* Goal of the exercise *
Each of the entries beneath this task should be written out exactly.

* Supplied material *
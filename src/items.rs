use rvec::library::*;
use sdl2::gfx::primitives::DrawRenderer;
use sdl2::pixels::Color;
use sdl2::render::{Canvas, RenderTarget};

fn to_abgr(color: Color) -> Color {
    Color::RGBA(color.a, color.b, color.g, color.r)
}

pub struct Wall {
    pub a: Vector,
    pub b: Vector,
    pub width: i32,
    pub color: Color,
    pub normal: Vector,
}

impl Wall {
    pub fn new(a: Vector, b: Vector, width: Option<i32>, color: Option<Color>) -> Wall {
        Wall {
            a,
            b,
            width: width.unwrap_or(10),
            color: color.unwrap_or(Color::GREEN),
            normal: (b - a).perp().normalize(),
        }
    }

    pub fn draw<T: RenderTarget>(&self, canvas: &mut Canvas<T>) {
        let x1 = self.a.x as i16;
        let y1 = self.a.y as i16;
        let x2 = self.b.x as i16;
        let y2 = self.b.y as i16;
        let width = self.width as u8;
        let color = to_abgr(self.color);
        let _ = canvas.thick_line(x1, y1, x2, y2, width, color);
    }
}

pub struct Beacon {
    pub position: Vector,
    pub radius: f32,
    pub color: Color,
}

impl Beacon {
    pub fn new(position: Vector, radius: Option<f32>, color: Option<Color>) -> Beacon {
        Beacon {
            position,
            radius: radius.unwrap_or(12.0),
            color: color.unwrap_or(Color::YELLOW),
        }
    }

    /// Whether something moving from `from` to `to` during one frame passed within
    /// `reach` of the beacon.
    pub fn swept_by(&self, from: Vector, to: Vector, reach: f32) -> bool {
        let r = self.radius + reach;
        let start = from - self.position;
        let end = to - self.position;
        start.closest_dist(end) < r * r
    }

    pub fn draw<T: RenderTarget>(&self, canvas: &mut Canvas<T>) {
        let x = self.position.x as i16;
        let y = self.position.y as i16;
        let color = to_abgr(self.color);
        let _ = canvas.filled_circle(x, y, self.radius as i16, color);
    }
}

pub struct Walker {
    pub position: Vector,
    pub heading: Vector,
    pub radius: f32,
    pub speed: f32,
    pub turn_rate: f32,
    pub color: Color,
}

impl Walker {
    pub fn new(
        position: Vector,
        radius: Option<f32>,
        speed: Option<f32>,
        turn_rate: Option<f32>,
        color: Option<Color>,
    ) -> Walker {
        Walker {
            position,
            heading: vec(1.0, 0.0),
            radius: radius.unwrap_or(20.0),
            speed: speed.unwrap_or(400.0),
            turn_rate: turn_rate.unwrap_or(4.0),
            color: color.unwrap_or(Color::RED),
        }
    }

    /// Moves toward `target` at constant speed while turning the heading at a bounded
    /// angular rate. Returns the position the walker started the frame at.
    pub fn step_toward(&mut self, target: Vector, dt: f32) -> Vector {
        let start = self.position;
        let desired = target - self.position;
        if desired.length_sq() > 0.0 {
            self.heading = self
                .heading
                .slerp_const(desired.normalize(), self.turn_rate * dt)
                .normalize();
        }
        self.position = self.position.lerp_const(target, self.speed * dt);
        start
    }

    /// Pushes the walker out of `wall` along the shortest way. Returns true on contact.
    pub fn resolve_wall(&mut self, wall: &Wall) -> bool {
        let closest = self.position.closest_point_on_segment(wall.a, wall.b);
        let min_dist = self.radius + wall.width as f32 / 2.0;
        if !self.position.near(closest, min_dist) {
            return false;
        }
        let push = self.position - closest;
        let nv = if push.length_sq() > 0.0 {
            push.normalize()
        } else {
            wall.normal
        };
        self.position = closest + nv * min_dist;
        true
    }

    pub fn draw<T: RenderTarget>(&self, canvas: &mut Canvas<T>) {
        let x = self.position.x as i16;
        let y = self.position.y as i16;
        let nose = self.position + self.heading * (self.radius * 1.6);
        let color = to_abgr(self.color);
        let _ = canvas.filled_circle(x, y, self.radius as i16, color);
        let _ = canvas.thick_line(x, y, nose.x as i16, nose.y as i16, 4, to_abgr(Color::WHITE));
    }
}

* Answer *
filename src/items.rs
use rvec::library::*;
use sdl2::gfx::primitives::DrawRenderer;
use sdl2::pixels::Color;
use sdl2::render::{Canvas, RenderTarget};

fn to_abgr(color: Color) -> Color {
    Color::RGBA(color.a, color.b, color.g, color.r)
}

pub struct Wall {
    pub a: Vector,
    pub b: Vector,
    pub width: i32,
    pub color: Color,
    pub normal: Vector,
}

impl Wall {
    pub fn new(a: Vector, b: Vector, width: Option<i32>, color: Option<Color>) -> Wall {
        Wall {
            a,
            b,
            width: width.unwrap_or(10),
            color: color.unwrap_or(Color::GREEN),
            normal: (b - a).perp().normalize(),
        }
    }

    pub fn draw<T: RenderTarget>(&self, canvas: &mut Canvas<T>) {
        let x1 = self.a.x as i16;
        let y1 = self.a.y as i16;
        let x2 = self.b.x as i16;
        let y2 = self.b.y as i16;
        let width = self.width as u8;
        let color = to_abgr(self.color);
        let _ = canvas.thick_line(x1, y1, x2, y2, width, color);
    }
}

pub struct Beacon {
    pub position: Vector,
    pub radius: f32,
    pub color: Color,
}

impl Beacon {
    pub fn new(position: Vector, radius: Option<f32>, color: Option<Color>) -> Beacon {
        Beacon {
            position,
            radius: radius.unwrap_or(12.0),
            color: color.unwrap_or(Color::YELLOW),
        }
    }

    /// Whether something moving from `from` to `to` during one frame passed within
    /// `reach` of the beacon.
    pub fn swept_by(&self, from: Vector, to: Vector, reach: f32) -> bool {
        let r = self.radius + reach;
        let start = from - self.position;
        let end = to - self.position;
        start.closest_dist(end) < r * r
    }

    pub fn draw<T: RenderTarget>(&self, canvas: &mut Canvas<T>) {
        let x = self.position.x as i16;
        let y = self.position.y as i16;
        let color = to_abgr(self.color);
        let _ = canvas.filled_circle(x, y, self.radius as i16, color);
    }
}

pub struct Walker {
    pub position: Vector,
    pub heading: Vector,
    pub radius: f32,
    pub speed: f32,
    pub turn_rate: f32,
    pub color: Color,
}

impl Walker {
    pub fn new(
        position: Vector,
        radius: Option<f32>,
        speed: Option<f32>,
        turn_rate: Option<f32>,
        color: Option<Color>,
    ) -> Walker {
        Walker {
            position,
            heading: vec(1.0, 0.0),
            radius: radius.unwrap_or(20.0),
            speed: speed.unwrap_or(400.0),
            turn_rate: turn_rate.unwrap_or(4.0),
            color: color.unwrap_or(Color::RED),
        }
    }

    /// Moves toward `target` at constant speed while turning the heading at a bounded
    /// angular rate. Returns the position the walker started the frame at.
    pub fn step_toward(&mut self, target: Vector, dt: f32) -> Vector {
        let start = self.position;
        let desired = target - self.position;
        if desired.length_sq() > 0.0 {
            self.heading = self
                .heading
                .slerp_const(desired.normalize(), self.turn_rate * dt)
                .normalize();
        }
        self.position = self.position.lerp_const(target, self.speed * dt);
        start
    }

    /// Pushes the walker out of `wall` along the shortest way. Returns true on contact.
    pub fn resolve_wall(&mut self, wall: &Wall) -> bool {
        let closest = self.position.closest_point_on_segment(wall.a, wall.b);
        let min_dist = self.radius + wall.width as f32 / 2.0;
        if !self.position.near(closest, min_dist) {
            return false;
        }
        let push = self.position - closest;
        let nv = if push.length_sq() > 0.0 {
            push.normalize()
        } else {
            wall.normal
        };
        self.position = closest + nv * min_dist;
        true
    }

    pub fn draw<T: RenderTarget>(&self, canvas: &mut Canvas<T>) {
        let x = self.position.x as i16;
        let y = self.position.y as i16;
        let nose = self.position + self.heading * (self.radius * 1.6);
        let color = to_abgr(self.color);
        let _ = canvas.filled_circle(x, y, self.radius as i16, color);
        let _ = canvas.thick_line(x, y, nose.x as i16, nose.y as i16, 4, to_abgr(Color::WHITE));
    }
}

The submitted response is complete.